La folla che riempie il padiglione del Lingotto, con tanto verde a far da sfondo e le sale per i workshop tematici a contornare il palco, è la risposta – sottolineano i renziani – a chi vedeva Renzi già azzoppato dal caso Consip. Lui, che in un’intervista afferma di avere contro “un intreccio di poteri”, dal palco non fa alcun riferimento alle inchieste, tuona contro chi fa “battaglie rancorose contro qualcuno e non per qualcosa”. Ma aggiunge che non attaccherà mai i suoi rivali Emiliano e Orlando. Parte dalla parola “insieme” e termina con due parole, “identità” e “patriottismo” che rivendica alla sinistra. In mezzo, un discorso che guarda al governo del Paese, a partire dalla sfida con chi cavalca la “paura”. “Chi spara contro questa comunità non fa male solo ai militanti ma indebolisce l’argine del sistema democratico del paese”, attacca. E lancia stoccate anche a chi è uscito dal Pd, bocciando la sinistra “che si divide”, le logiche da “corrente”, il “ping pong” delle polemiche. Cita a più riprese Walter Veltroni e riprende temi del suo Lingotto come Olof Palme e la necessità di combattere “la povertà, non la ricchezza”.
E afferma, smentendo lo stesso titolo della kermesse (‘Tornare a casa per ripartire insieme’): “Non siamo qui per ripartire, perché non ci siamo mai fermati ma per discutere, dialogare, dividerci se serve”, afferma con quello che pare un riferimento anche alle critiche di Sergio Chiamparino, che al Lingotto viene da sostenitore “critico”. L’ex premier ribadisce che è “convintamente al fianco” di Gentiloni e rilancia la battaglia in Europa, a partire dalla proposta di primarie per la scelta del candidato Pse alla presidenza della Commissione. Rivendica la vicinanza al francese Emmanuel Macron e attacca “populisti e tecnici”: “Per anni una parte delle elite dell’Italia ha considerato l’Europa lo strumento per convincere gli italiani riluttanti a fare riforme che altrimenti non avrebbero voluto fare, premier tecnici animati da sentimento antipatriottico e antitaliano”. Al centro pone un tema come il lavoro e annuncia la nascita di una scuola di politica (“Frattocchie 2.0”) e una piattaforma on-line di partecipazione che si chiamerà “Bob”, come Kennedy. Quanto al partito, dice che il Pd è “l’argine del sistema democratico del Paese” e che se ci sono “abusi” sulle tessere a fronte di 420 mila iscritti è fisiologico. Ed è normale che non abbia gli stessi problemi M5s che a Monza elegge il candidato sindaco con 20 voti. Propone una ricetta diversa rispetto al partito leggero o al partito pesante, che è una partecipazione attraverso diverse forme. E afferma che c’è spazio per parlare anche ai Millenials. Parla di piattaforma congressuale, Renzi, ma guarda al governo del Paese.

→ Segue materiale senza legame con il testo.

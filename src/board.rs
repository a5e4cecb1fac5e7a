//! Grid Model: cell classification, start resolution and the required-visit
//! count, plus board-file parsing and random board generation.
//!
//! A `Board` is immutable once built. The key generation entry point is
//! `generate_solvable_board()`, which runs the whole retry loop inside WASM.

use serde::Deserialize;
use tracing::{debug, instrument};

use crate::error::{EngineError, Result};
use crate::rng::BoardRng;
use crate::types::{Cell, Coordinate, Level};

/// Share of cells turned into blocked cells by random generation, in percent.
const BLOCKED_PERCENT: usize = 15;

/// Orthogonal directions in search order: up, down, left, right.
pub const DIRECTIONS: [(isize, isize); 4] = [(-1, 0), (1, 0), (0, -1), (0, 1)];

#[derive(Debug, Clone, PartialEq, Eq)]
pub struct Board {
    rows: usize,
    cols: usize,
    cells: Vec<Cell>,
    required: usize,
}

/// On-disk board file: `{"board": [[2, 0], [0, 1]]}`.
#[derive(Debug, Deserialize)]
struct BoardFile {
    board: Vec<Vec<i64>>,
}

impl Board {
    /// Build a board from its integer matrix form.
    ///
    /// The matrix must be non-empty and rectangular with codes 0/1/2. The
    /// number of start cells is not checked here; `find_start` reports it.
    #[instrument(skip(matrix), fields(rows = matrix.len()))]
    pub fn from_matrix<R: AsRef<[i64]>>(matrix: &[R]) -> Result<Self> {
        let cols = matrix.first().map(|r| r.as_ref().len()).unwrap_or(0);
        if matrix.is_empty() || cols == 0 {
            return Err(EngineError::EmptyBoard);
        }

        let mut cells = Vec::with_capacity(matrix.len() * cols);
        for (row, values) in matrix.iter().enumerate() {
            let values = values.as_ref();
            if values.len() != cols {
                return Err(EngineError::RaggedRow {
                    row,
                    expected: cols,
                    found: values.len(),
                });
            }
            for (col, &value) in values.iter().enumerate() {
                let cell = Cell::from_code(value)
                    .ok_or(EngineError::InvalidCell { row, col, value })?;
                cells.push(cell);
            }
        }

        Ok(Self::from_cells(matrix.len(), cols, cells))
    }

    /// Parse a board file (`{"board": [[...]]}`).
    pub fn from_json(text: &str) -> Result<Self> {
        let file: BoardFile = serde_json::from_str(text)?;
        Self::from_matrix(&file.board)
    }

    fn from_cells(rows: usize, cols: usize, cells: Vec<Cell>) -> Self {
        let required = cells.iter().filter(|c| c.is_required()).count();
        Self {
            rows,
            cols,
            cells,
            required,
        }
    }

    /// Check the board against a difficulty tier: exact dimensions and a
    /// single start cell.
    pub fn validate_for_level(&self, level: Level) -> Result<()> {
        let (expected_rows, expected_cols) = level.dimensions();
        if self.rows != expected_rows || self.cols != expected_cols {
            return Err(EngineError::DimensionMismatch {
                level,
                rows: self.rows,
                cols: self.cols,
                expected_rows,
                expected_cols,
            });
        }
        self.find_start().map(|_| ())
    }

    #[inline(always)]
    pub fn rows(&self) -> usize {
        self.rows
    }

    #[inline(always)]
    pub fn cols(&self) -> usize {
        self.cols
    }

    #[inline(always)]
    pub fn contains(&self, c: Coordinate) -> bool {
        c.row < self.rows && c.col < self.cols
    }

    /// Classification of `c`. Positions off the board count as blocked.
    #[inline(always)]
    pub fn classify(&self, c: Coordinate) -> Cell {
        if self.contains(c) {
            self.cells[c.row * self.cols + c.col]
        } else {
            Cell::Blocked
        }
    }

    /// The unique start cell.
    pub fn find_start(&self) -> Result<Coordinate> {
        let mut starts = self
            .cells
            .iter()
            .enumerate()
            .filter(|(_, cell)| **cell == Cell::Start)
            .map(|(i, _)| Coordinate::new(i / self.cols, i % self.cols));

        match (starts.next(), starts.next()) {
            (Some(start), None) => Ok(start),
            (None, _) => Err(EngineError::NoStartFound { found: 0 }),
            (Some(_), Some(_)) => Err(EngineError::NoStartFound {
                found: 2 + starts.count(),
            }),
        }
    }

    /// Number of open cells plus the start cell.
    #[inline(always)]
    pub fn required_visit_count(&self) -> usize {
        self.required
    }

    /// In-bounds, non-blocked orthogonal neighbours of `c`, in
    /// up/down/left/right order.
    pub fn neighbors(&self, c: Coordinate) -> impl Iterator<Item = Coordinate> + '_ {
        DIRECTIONS.iter().filter_map(move |&(dr, dc)| {
            let row = c.row.checked_add_signed(dr)?;
            let col = c.col.checked_add_signed(dc)?;
            let n = Coordinate::new(row, col);
            self.classify(n).is_required().then_some(n)
        })
    }

    /// Every position on the board, row by row.
    pub fn coordinates(&self) -> impl Iterator<Item = Coordinate> + '_ {
        (0..self.rows).flat_map(move |row| (0..self.cols).map(move |col| Coordinate::new(row, col)))
    }

    /// Integer matrix form, as handed to a solver or written to a board file.
    pub fn to_matrix(&self) -> Vec<Vec<u8>> {
        self.cells
            .chunks(self.cols)
            .map(|row| row.iter().map(|c| c.code()).collect())
            .collect()
    }
}

/// Build a random board for `level`: one start cell, then 15% of the cells
/// blocked.
pub fn generate_random_board(level: Level, rng: &mut BoardRng) -> Board {
    let (rows, cols) = level.dimensions();
    let mut cells = vec![Cell::Open; rows * cols];

    let start = rng.pick_cell(rows, cols);
    cells[start.row * cols + start.col] = Cell::Start;

    let blocked = rows * cols * BLOCKED_PERCENT / 100;
    let mut placed = 0;
    while placed < blocked {
        let c = rng.pick_cell(rows, cols);
        let slot = &mut cells[c.row * cols + c.col];
        if *slot == Cell::Open {
            *slot = Cell::Blocked;
            placed += 1;
        }
    }

    Board::from_cells(rows, cols, cells)
}

/// Result of a board generation run.
#[derive(Debug)]
pub struct BoardResult {
    pub board: Board,
    /// How many random layouts were tried.
    pub attempts: u32,
    /// True if the predicate accepted the board within `max_attempts`.
    pub success: bool,
}

/// Generate boards until `is_solvable_fn` accepts one.
///
/// The predicate is injected so this module stays decoupled from the solver.
/// When `max_attempts` runs out the last board is returned with
/// `success == false`.
#[instrument(skip(is_solvable_fn))]
pub fn generate_solvable_board<F>(level: Level, max_attempts: u32, is_solvable_fn: F) -> BoardResult
where
    F: Fn(&Board) -> bool,
{
    generate_solvable_board_with(level, max_attempts, &mut BoardRng::new(), is_solvable_fn)
}

/// `generate_solvable_board` with a caller-supplied random source.
pub fn generate_solvable_board_with<F>(
    level: Level,
    max_attempts: u32,
    rng: &mut BoardRng,
    is_solvable_fn: F,
) -> BoardResult
where
    F: Fn(&Board) -> bool,
{
    let mut attempts: u32 = 0;

    loop {
        attempts += 1;
        let board = generate_random_board(level, rng);

        if is_solvable_fn(&board) {
            debug!(attempts, "generated solvable board");
            return BoardResult {
                board,
                attempts,
                success: true,
            };
        }

        if attempts >= max_attempts.max(1) {
            debug!(attempts, "gave up generating a solvable board");
            return BoardResult {
                board,
                attempts,
                success: false,
            };
        }
    }
}

#[cfg(test)]
mod tests {
    use super::*;

    fn board(rows: &[&[i64]]) -> Board {
        Board::from_matrix(rows).unwrap()
    }

    #[test]
    fn test_classify_and_required_count() {
        let b = board(&[&[2, 0, 1], &[0, 0, 1]]);
        assert_eq!(b.classify(Coordinate::new(0, 0)), Cell::Start);
        assert_eq!(b.classify(Coordinate::new(0, 1)), Cell::Open);
        assert_eq!(b.classify(Coordinate::new(1, 2)), Cell::Blocked);
        assert_eq!(b.required_visit_count(), 4);
        assert_eq!(b.find_start().unwrap(), Coordinate::new(0, 0));
    }

    #[test]
    fn test_out_of_bounds_is_blocked() {
        let b = board(&[&[2, 0]]);
        assert_eq!(b.classify(Coordinate::new(0, 2)), Cell::Blocked);
        assert_eq!(b.classify(Coordinate::new(5, 0)), Cell::Blocked);
    }

    #[test]
    fn test_find_start_counts() {
        let none = board(&[&[0, 0], &[0, 1]]);
        assert_eq!(none.find_start(), Err(EngineError::NoStartFound { found: 0 }));
        let many = board(&[&[2, 2], &[0, 2]]);
        assert_eq!(many.find_start(), Err(EngineError::NoStartFound { found: 3 }));
    }

    #[test]
    fn test_shape_errors() {
        let empty: [&[i64]; 0] = [];
        assert_eq!(Board::from_matrix(&empty), Err(EngineError::EmptyBoard));
        let ragged: [&[i64]; 2] = [&[2, 0], &[0]];
        assert_eq!(
            Board::from_matrix(&ragged),
            Err(EngineError::RaggedRow { row: 1, expected: 2, found: 1 })
        );
        let bad_code: [&[i64]; 1] = [&[2, 3]];
        assert_eq!(
            Board::from_matrix(&bad_code),
            Err(EngineError::InvalidCell { row: 0, col: 1, value: 3 })
        );
    }

    #[test]
    fn test_from_json_and_back() {
        let b = Board::from_json(r#"{"board": [[2, 0], [1, 0]]}"#).unwrap();
        assert_eq!(b.to_matrix(), vec![vec![2, 0], vec![1, 0]]);
        assert!(matches!(Board::from_json(r#"{"rows": []}"#), Err(EngineError::Json(_))));
    }

    #[test]
    fn test_validate_for_level() {
        let mut rows = vec![vec![0i64; 5]; 5];
        rows[2][3] = 2;
        let b = Board::from_matrix(&rows).unwrap();
        assert!(b.validate_for_level(Level::Beginner).is_ok());
        assert!(matches!(
            b.validate_for_level(Level::Easy),
            Err(EngineError::DimensionMismatch { expected_rows: 8, expected_cols: 6, .. })
        ));

        rows[0][0] = 2;
        let two_starts = Board::from_matrix(&rows).unwrap();
        assert_eq!(
            two_starts.validate_for_level(Level::Beginner),
            Err(EngineError::NoStartFound { found: 2 })
        );
    }

    #[test]
    fn test_neighbors_skip_blocked_and_edges() {
        let b = board(&[&[2, 1], &[0, 0]]);
        let n: Vec<_> = b.neighbors(Coordinate::new(0, 0)).collect();
        assert_eq!(n, vec![Coordinate::new(1, 0)]);
        let n: Vec<_> = b.neighbors(Coordinate::new(1, 1)).collect();
        assert_eq!(n, vec![Coordinate::new(1, 0)]);
    }

    #[test]
    fn test_random_board_shape() {
        let mut rng = BoardRng::from_seed(42);
        for level in Level::ALL {
            let b = generate_random_board(level, &mut rng);
            let (rows, cols) = level.dimensions();
            assert_eq!((b.rows(), b.cols()), (rows, cols));
            assert!(b.find_start().is_ok());
            let blocked = b.coordinates().filter(|&c| b.classify(c) == Cell::Blocked).count();
            assert_eq!(blocked, rows * cols * 15 / 100);
            assert_eq!(b.required_visit_count(), rows * cols - blocked);
        }
    }

    #[test]
    fn test_generate_solvable_board_always_solvable() {
        let result = generate_solvable_board(Level::Beginner, 100, |_| true);
        assert!(result.success);
        assert_eq!(result.attempts, 1);
    }

    #[test]
    fn test_generate_solvable_board_never_solvable() {
        let result = generate_solvable_board(Level::Beginner, 10, |_| false);
        assert!(!result.success);
        assert_eq!(result.attempts, 10);
    }
}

L’opposto di quel che fa Andrea Orlando, che propone la separazione dei ruoli di segretario e premier. Orlando sottolinea che il Lingotto è patrimonio “di tutto” il Pd e non solo della mozione renziana. E rivendica di essere in giro nelle piccole città e periferie del Paese, da chi sente la politica “lontana dalle grandi convention”. Da fuori, attacca Renzi anche un “ex” come Pier Luigi Bersani: “Pretendere di riassumere il centrosinistra in un partito e il partito in un capo significa andare contro un muro”.